What’s Eating Them?


How food additives and chemicals affect children’s moods and behaviour

Children have changed over the last thirty years. Behaviour and learning problems, asthma, depression, youth suicide, teenage violent crime and obesity are all increasing. At the Royal Children’s Hospital outpatients clinic in Melbourne in 2003, one-quarter of the children who attended were there for behavioural or learning difficulties rather than the traditional medical reasons.

What our children eat has changed too. In the early 1900s it was rare for families to eat out; there were daily deliveries of fresh meat, bread and milk, and most Australian families grew vegetables and fruit in their own gardens. In the 1970s, when processed food became widely available and supermarkets began taking control of our food supply, consumers started to eat more food additives, and the types of foods eaten by children changed dramatically.

A mother I’ll call Karen is typical of the growing number of parents concerned about their children’s behaviour. ‘I’m at my wit’s end,’ she wrote. ‘Zoe’s defiance and tantrums are driving us all mad.’

Although reluctant to medicate her four-year-old, Karen couldn’t see how Zoe’s behaviour could be related to food because, as she said, ‘We eat an extremely healthy diet with very little junk food and heaps of fruit and vegetables.’

Additive creep

When we went through Zoe’s menu and started reading labels, Karen was amazed at how many additives her daughter was eating.

The school lunchbox was the main disaster area. In Zoe’s homemade sandwiches, the bread contained calcium propionate (preservative 282). The spread contained sorbic acid preservative (200) as well as synthetic antioxidant (320), and the ham contained two preservatives (nitrates 250 and sodium metabisulphite 223).

Although the family drank preservative-free apple juice or freshly made juice at home, the lunchbox juice contained two preservatives (sodium benzoate 211 and sodium metabisulphite 223) and muesli bars contained another dose of sulphite preservatives this time as sulphur dioxide (220).

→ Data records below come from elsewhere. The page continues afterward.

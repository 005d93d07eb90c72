//! Tracing setup. The prompt owns the terminal, so nothing is logged unless
//! asked for.

use std::fs::File;

/// Log file written when `MAGPIE_LOG` is set.
pub const LOG_FILE: &str = "magpie.log";

/// Initialize logging.
///
/// - `MAGPIE_LOG` set: debug logs for this crate go to `magpie.log`.
/// - `RUST_LOG` set: formatted logs on stderr, filtered by `RUST_LOG`.
/// - Otherwise no subscriber is installed.
pub fn init() {
    if std::env::var_os("MAGPIE_LOG").is_some() {
        use tracing_subscriber::prelude::*;
        match File::create(LOG_FILE) {
            Ok(file) => {
                let file_layer = tracing_subscriber::fmt::layer()
                    .with_writer(file)
                    .with_ansi(false);
                let filter = tracing_subscriber::EnvFilter::new("magpie=debug");
                let _ = tracing_subscriber::registry()
                    .with(file_layer.with_filter(filter))
                    .try_init();
            }
            Err(err) => {
                eprintln!("Failed to create log file: {err}");
            }
        }
    } else if std::env::var_os("RUST_LOG").is_some() {
        let _ = tracing_subscriber::fmt()
            .with_env_filter(tracing_subscriber::EnvFilter::from_default_env())
            .with_writer(std::io::stderr)
            .try_init();
    }
}
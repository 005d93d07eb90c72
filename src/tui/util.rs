//! TUI utility functions.

use unicode_width::{UnicodeWidthChar, UnicodeWidthStr};

/// Terminal columns needed to display `s`.
pub(crate) fn display_width(s: &str) -> usize {
    UnicodeWidthStr::width(s)
}

/// Longest prefix of `s` that fits in `max_width` columns.
pub(crate) fn truncate_to_display_width(s: &str, max_width: usize) -> String {
    if display_width(s) <= max_width {
        return s.to_string();
    }
    let mut out = String::new();
    let mut used = 0;
    for c in s.chars() {
        let w = c.width().unwrap_or(0);
        if used + w > max_width {
            break;
        }
        used += w;
        out.push(c);
    }
    out
}

/// Sanitize text for a single terminal row.
/// - Converts tabs to 4 spaces (consistent width)
/// - Turns newlines into spaces
/// - Strips other control characters, escape sequences included
pub(crate) fn sanitize_for_display(s: &str) -> String {
    let mut result = String::with_capacity(s.len());
    for c in s.chars() {
        match c {
            '\t' => result.push_str("    "),
            '\n' => result.push(' '),
            c if c.is_control() => {}
            c => result.push(c),
        }
    }
    result
}
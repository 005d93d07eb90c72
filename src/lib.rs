#![allow(clippy::missing_errors_doc)]
#![allow(clippy::missing_panics_doc)]

pub mod app;
pub mod cli;
pub mod clipboard;
pub mod config;
pub mod error;
pub mod logging;
pub mod search;
pub mod tui;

Every day Karen gave Zoe a tub of yoghurt containing annatto colour (160b), not realising annatto is the only natural colour that can affect children as badly as artificial colours.

When Zoe went to friends’ places she was generally offered packet snacks and cordial (more sulphites and benzoates as well as artificial colours and flavour enhancers), the family ate once a week at a fast food restaurant with multiple additives in food and drinks, and any social function generally involved a sausage sizzle, another significant source of preservatives.

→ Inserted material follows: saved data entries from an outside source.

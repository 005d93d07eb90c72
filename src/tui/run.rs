//! Blocking event loops for the prompts.
//!
//! Both loops are generic over the event source and writer so they can be
//! driven by scripted events in tests; `select` and `read_line` plug in
//! crossterm's stdin reader and stdout.

use crate::tui::choice::{Entry, PromptValue};
use crate::tui::frame;
use crate::tui::line_input::{LineEvent, LineInputState};
use crate::tui::prompt::{Outcome, PromptOptions, PromptState};
use crate::tui::terminal::{FramePainter, LineBuilder};
use crate::tui::util::display_width;
use crossterm::{
    cursor::{MoveToColumn, Show},
    event::{self, Event, KeyEvent, KeyEventKind},
    execute, queue,
    style::Color,
    terminal::{self, Clear, ClearType, disable_raw_mode, enable_raw_mode},
};
use std::io::{self, Write};

/// Raw mode for the lifetime of the guard; the cursor is restored on drop.
struct RawModeGuard;

impl RawModeGuard {
    fn enable() -> io::Result<Self> {
        enable_raw_mode()?;
        Ok(Self)
    }
}

impl Drop for RawModeGuard {
    fn drop(&mut self) {
        let _ = disable_raw_mode();
        let _ = execute!(io::stdout(), Show);
    }
}

fn stdin_events() -> impl Iterator<Item = io::Result<Event>> {
    std::iter::from_fn(|| Some(event::read()))
}

/// Key presses only; release events would double every keystroke on
/// terminals that report them.
fn as_press(event: &Event) -> Option<&KeyEvent> {
    match event {
        Event::Key(key) if key.kind != KeyEventKind::Release => Some(key),
        _ => None,
    }
}

/// Show the list prompt on the terminal and block until it resolves.
pub fn select<V: Clone + PromptValue>(
    message: &str,
    entries: Vec<Entry<V>>,
    options: PromptOptions,
) -> io::Result<Outcome<V>> {
    let mut state = PromptState::new(message, entries).with_options(options);
    let _guard = RawModeGuard::enable()?;
    let mut stdout = io::stdout();
    let size = terminal::size()?;
    drive_select(&mut state, stdin_events(), &mut stdout, size)?
        .ok_or_else(|| io::Error::new(io::ErrorKind::UnexpectedEof, "terminal input closed"))
}

/// Feed `events` to the prompt, repainting after each one.
///
/// Returns `None` when the events run out before the prompt resolves.
pub fn drive_select<V, E, W>(
    state: &mut PromptState<V>,
    events: E,
    out: &mut W,
    size: (u16, u16),
) -> io::Result<Option<Outcome<V>>>
where
    V: Clone + PromptValue,
    E: IntoIterator<Item = io::Result<Event>>,
    W: Write,
{
    let (mut width, mut height) = size;
    let mut painter = FramePainter::new();
    painter.paint(out, &frame::render(state), width, height)?;

    for event in events {
        let event = event?;
        let outcome = match &event {
            Event::Resize(w, h) => {
                width = *w;
                height = *h;
                None
            }
            other => match as_press(other) {
                Some(key) => state.handle_key(key),
                None => continue,
            },
        };
        painter.paint(out, &frame::render(state), width, height)?;
        if let Some(outcome) = outcome {
            tracing::debug!(status = ?state.status(), "list prompt resolved");
            return Ok(Some(outcome));
        }
    }
    Ok(None)
}

/// Ask for a line of text. `None` when the user cancels.
pub fn read_line(message: &str) -> io::Result<Option<String>> {
    let _guard = RawModeGuard::enable()?;
    let mut stdout = io::stdout();
    drive_line(message, stdin_events(), &mut stdout)
}

/// Line editing loop behind [`read_line`].
pub fn drive_line<E, W>(message: &str, events: E, out: &mut W) -> io::Result<Option<String>>
where
    E: IntoIterator<Item = io::Result<Event>>,
    W: Write,
{
    let mut input = LineInputState::new();
    paint_line(out, message, &input)?;

    for event in events {
        let event = event?;
        let Some(key) = as_press(&event) else {
            continue;
        };
        match input.handle_key(key) {
            LineEvent::Continue => paint_line(out, message, &input)?,
            LineEvent::Submit(text) => {
                write!(out, "\r\n")?;
                out.flush()?;
                return Ok(Some(text));
            }
            LineEvent::Cancel => {
                write!(out, "\r\n")?;
                out.flush()?;
                return Ok(None);
            }
        }
    }
    Ok(None)
}

#[allow(clippy::cast_possible_truncation)]
fn paint_line<W: Write>(out: &mut W, message: &str, input: &LineInputState) -> io::Result<()> {
    let line = LineBuilder::new()
        .colored("?", Color::Blue)
        .raw(" ")
        .bold(message)
        .raw(" ")
        .raw(input.text())
        .build();
    queue!(out, MoveToColumn(0), Clear(ClearType::CurrentLine))?;
    line.write_to(out)?;

    let before_cursor: String = input.text().chars().take(input.cursor()).collect();
    let column = display_width(message) + 3 + display_width(&before_cursor);
    queue!(out, MoveToColumn(column.min(u16::MAX as usize) as u16))?;
    out.flush()
}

Reactions to food additives are related to dose. Children can be affected in many different ways and — unlike true allergic reactions such as peanut allergy — reactions are often delayed, sometimes up to two or three days. That is why it is so difficult for parents to identify the effects of food additives.

Some children are more sensitive than others. The children most likely to be affected are those from a food-sensitive family, or those eating very high doses of a particular additive. If parents have ever, even once, seen their child react to foods, it is a sign that they probably have hidden sensitivities to many other food chemicals. Karen had seen Zoe ‘high’ on Fanta artificially coloured orange drink.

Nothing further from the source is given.